27 février 1942. La trappe au centre du long couloir de tôle fine et branlante qui constitue le ventre d’un bombardier Whitley reconverti à un nouvel usage s’ouvre sous les bottes cloutées d’une nouvelle spécialité de l’armée. Ainsi, certains des premiers parachutistes et commandos virent l’énorme tache sombre qu’était la Manche culminer avec le déferlement de la vague sur le rivage. Quelques instants, juste le temps de remarquer la conformation particulière d’un bassin entre les falaises et, au loin, une villa solitaire qui domine la falaise, parfois éclairée par les balles traçantes anti-aériennes qui ont trouvé de nouvelles cibles. Puis sautez dans la trappe pour disparaître dans l’obscurité. L’opération Biting commence, que l’on peut traduire par «âcre».

Le raid de Bruneval, du nom de la ville française où il a été mené, Saint-Jouin-Bruneval, en Haute-Normandie, a été mené par un groupe d’hommes choisis par l’état-major spécial combiné anglais et peut facilement être compté parmi les premières opérations dédiées à la guerre électronique de l’histoire. L’objectif, en effet, était la suppression et la soustraction de composants spécifiques – à des fins d’espionnage évidentes – d’une station radar installée à proximité d’une villa occupée par la Luftwaffe, l’armée de l’air allemande qui avait lutté durement contre la Royal Air Force anglaise lors de la bataille d’Angleterre et avait appris, à ses dépens, à profiter de l’avantage accordé par les radars du système Chain Home.
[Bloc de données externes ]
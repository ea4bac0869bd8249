//! Integer and float fields read out of (or written into) raw card buffers.

use crate::{hex::hex_encode, Error, Result};

/// Decoded values whose unsigned magnitude is above this get [`SIGN_CORRECTION`] subtracted.
pub const SIGN_CORRECTION_THRESHOLD: u32 = 100_000;

/// Subtracted (with 32-bit wraparound) from decoded values above [`SIGN_CORRECTION_THRESHOLD`].
///
/// This mirrors the balance field encoding of the cards the decoder was written for. It is not a
/// general unsigned-to-signed conversion.
pub const SIGN_CORRECTION: u32 = 0x8000_0000;

fn accumulate_be(data: &[u8]) -> i32 {
    let acc = data
        .iter()
        .fold(0u32, |acc, &byte| acc << 8 | u32::from(byte));

    let acc = if acc > SIGN_CORRECTION_THRESHOLD {
        acc.wrapping_sub(SIGN_CORRECTION)
    } else {
        acc
    };

    acc as i32
}

/// Decode the first `n` bytes of `data` as a big-endian integer, applying the sign correction.
///
/// With `n > 4` the leading bytes are shifted out of the accumulator.
///
/// # Panics
///
/// Panics if `n` is greater than `data.len()`.
pub fn decode_big_endian_int(data: &[u8], n: usize) -> i32 {
    accumulate_be(&data[..n])
}

/// Like [`decode_big_endian_int`], but a short buffer is an error instead of a panic.
pub fn try_decode_big_endian_int(data: &[u8], n: usize) -> Result<i32> {
    data.get(..n)
        .map(accumulate_be)
        .ok_or(Error::OutOfBounds {
            needed: n,
            len: data.len(),
        })
}

/// Lowercase hex of `n` with no leading zeros. Negative values show their two's complement.
pub fn int_to_hex(n: i32) -> String {
    format!("{n:x}")
}

/// Parse a radix-16 integer, with an optional leading sign.
pub fn hex_to_int<S: AsRef<str>>(s: S) -> Result<i32> {
    Ok(i32::from_str_radix(s.as_ref(), 16)?)
}

/// IEEE-754 bits of `f`, least significant byte first.
pub fn f32_to_bytes(f: f32) -> [u8; 4] {
    f.to_le_bytes()
}

/// Inverse of [`f32_to_bytes`]. Only the first four bytes of `data` are read.
pub fn bytes_to_f32(data: &[u8]) -> Result<f32> {
    let bytes: [u8; 4] = data
        .get(..4)
        .and_then(|head| head.try_into().ok())
        .ok_or(Error::OutOfBounds {
            needed: 4,
            len: data.len(),
        })?;
    Ok(f32::from_le_bytes(bytes))
}

pub fn f32_to_hex(f: f32) -> String {
    hex_encode(f32_to_bytes(f), false)
}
La station radar de Bruneval, située à quelques centaines de mètres d’une villa normande typiquement « militarisée », était équipée d’équipements de type « Würzburg », considéré comme l’appareil radar le plus sophistiqué de l’époque.

Photographié par les avions de reconnaissance qui atteignaient imprudemment les côtes ennemies pour effectuer des vols à très basse altitude dans l’espoir de ne pas devenir la proie de l’avion de chasse ennemi, le radar de Bruneval, situé près du Havre, avait été choisi pour son « accessibilité » par le commandement des opérations combinées et proposé à l’amiral Louis Mountbatten comme cible possible d’un raid commando qui aurait pu fournir aux spécialistes les informations essentielles pour élaborer les contre-mesures appropriées pour mettre à mal la technologie développée par les scientifiques berlinois.

Une société nouvellement créée a participé à l’opération.Diables rouges » du 1er Bataillon de Parachutistes, personnel de la Royal Australian Navy – à qui fut confiée la tâche de récupérer les parachutistes par voie maritime à l’aide du nouveau Assaut de péniches de débarquementles péniches de débarquement qui deviendront les protagonistes de toutes les grandes opérations amphibies de la guerre — et le Commando n°12, la nouvelle formation autonome de soldats d’élite à laquelle le Premier ministre Churchill voulait confier la soi-disant « sale guerre ».

Les commandos auraient eu pour mission de couvrir l’exfiltration des parachutistes, qui – une fois les éléments essentiels du radar retirés grâce à la présence d’une dizaine d’hommes sélectionnés des Royal Engineers et d’un spécialiste de la Royal Air Force chargé d' »identifier » les composants fondamentaux – ont dû se replier vers la plage où les attendaient les péniches de débarquement.

Sous le couvert de l’obscurité, dans la nuit froide de 1942, alors que l’issue de la guerre était encore extrêmement incertaine, une centaine de parachutes s’ouvrirent silencieusement dans le ciel du Havre et posèrent au sol les raiders radar qui, après une longue série de raids infructueux outre-Manche, rapportèrent le « butin », menant une opération en territoire ennemi et enregistrant la perte de 3 hommes sur un total de 120 raiders engagés.

Le raid de Bruneval, décidément complexe dans sa planification, a démontré que la « forteresse Europe » pouvait être pénétrée, remontant le moral des Britanniques et du commandement des opérations combinées qui avaient subi une série d’échecs sanglants et embarrassants, et fournissant également des informations importantes qui ont contribué à la guerre électronique qui a vu son « aube ». L’analyse des documents volés par le commando a permis aux experts de découvrir les secrets du système connu sous le surnom de « Freya-Meldung-Freya», utilisé pour localiser les bombardiers britanniques se dirigeant vers l’Allemagne et alerter la défense aérienne, permettant à la RAF de concevoir les contre-mesures nécessaires.

Le succès des parachutistes qui ont atterri pour la première fois avec les leurs Blouse Denison et les mitrailleuses Sten pour frapper outre-Manche, inquiètent le haut commandement allemand au point d’ordonner un renfort de l’ensemble du secteur. Une décision qui pèsera, et pas peu, sur l’avantage des Alliés dans l’opération Overlord, le débarquement en Normandie.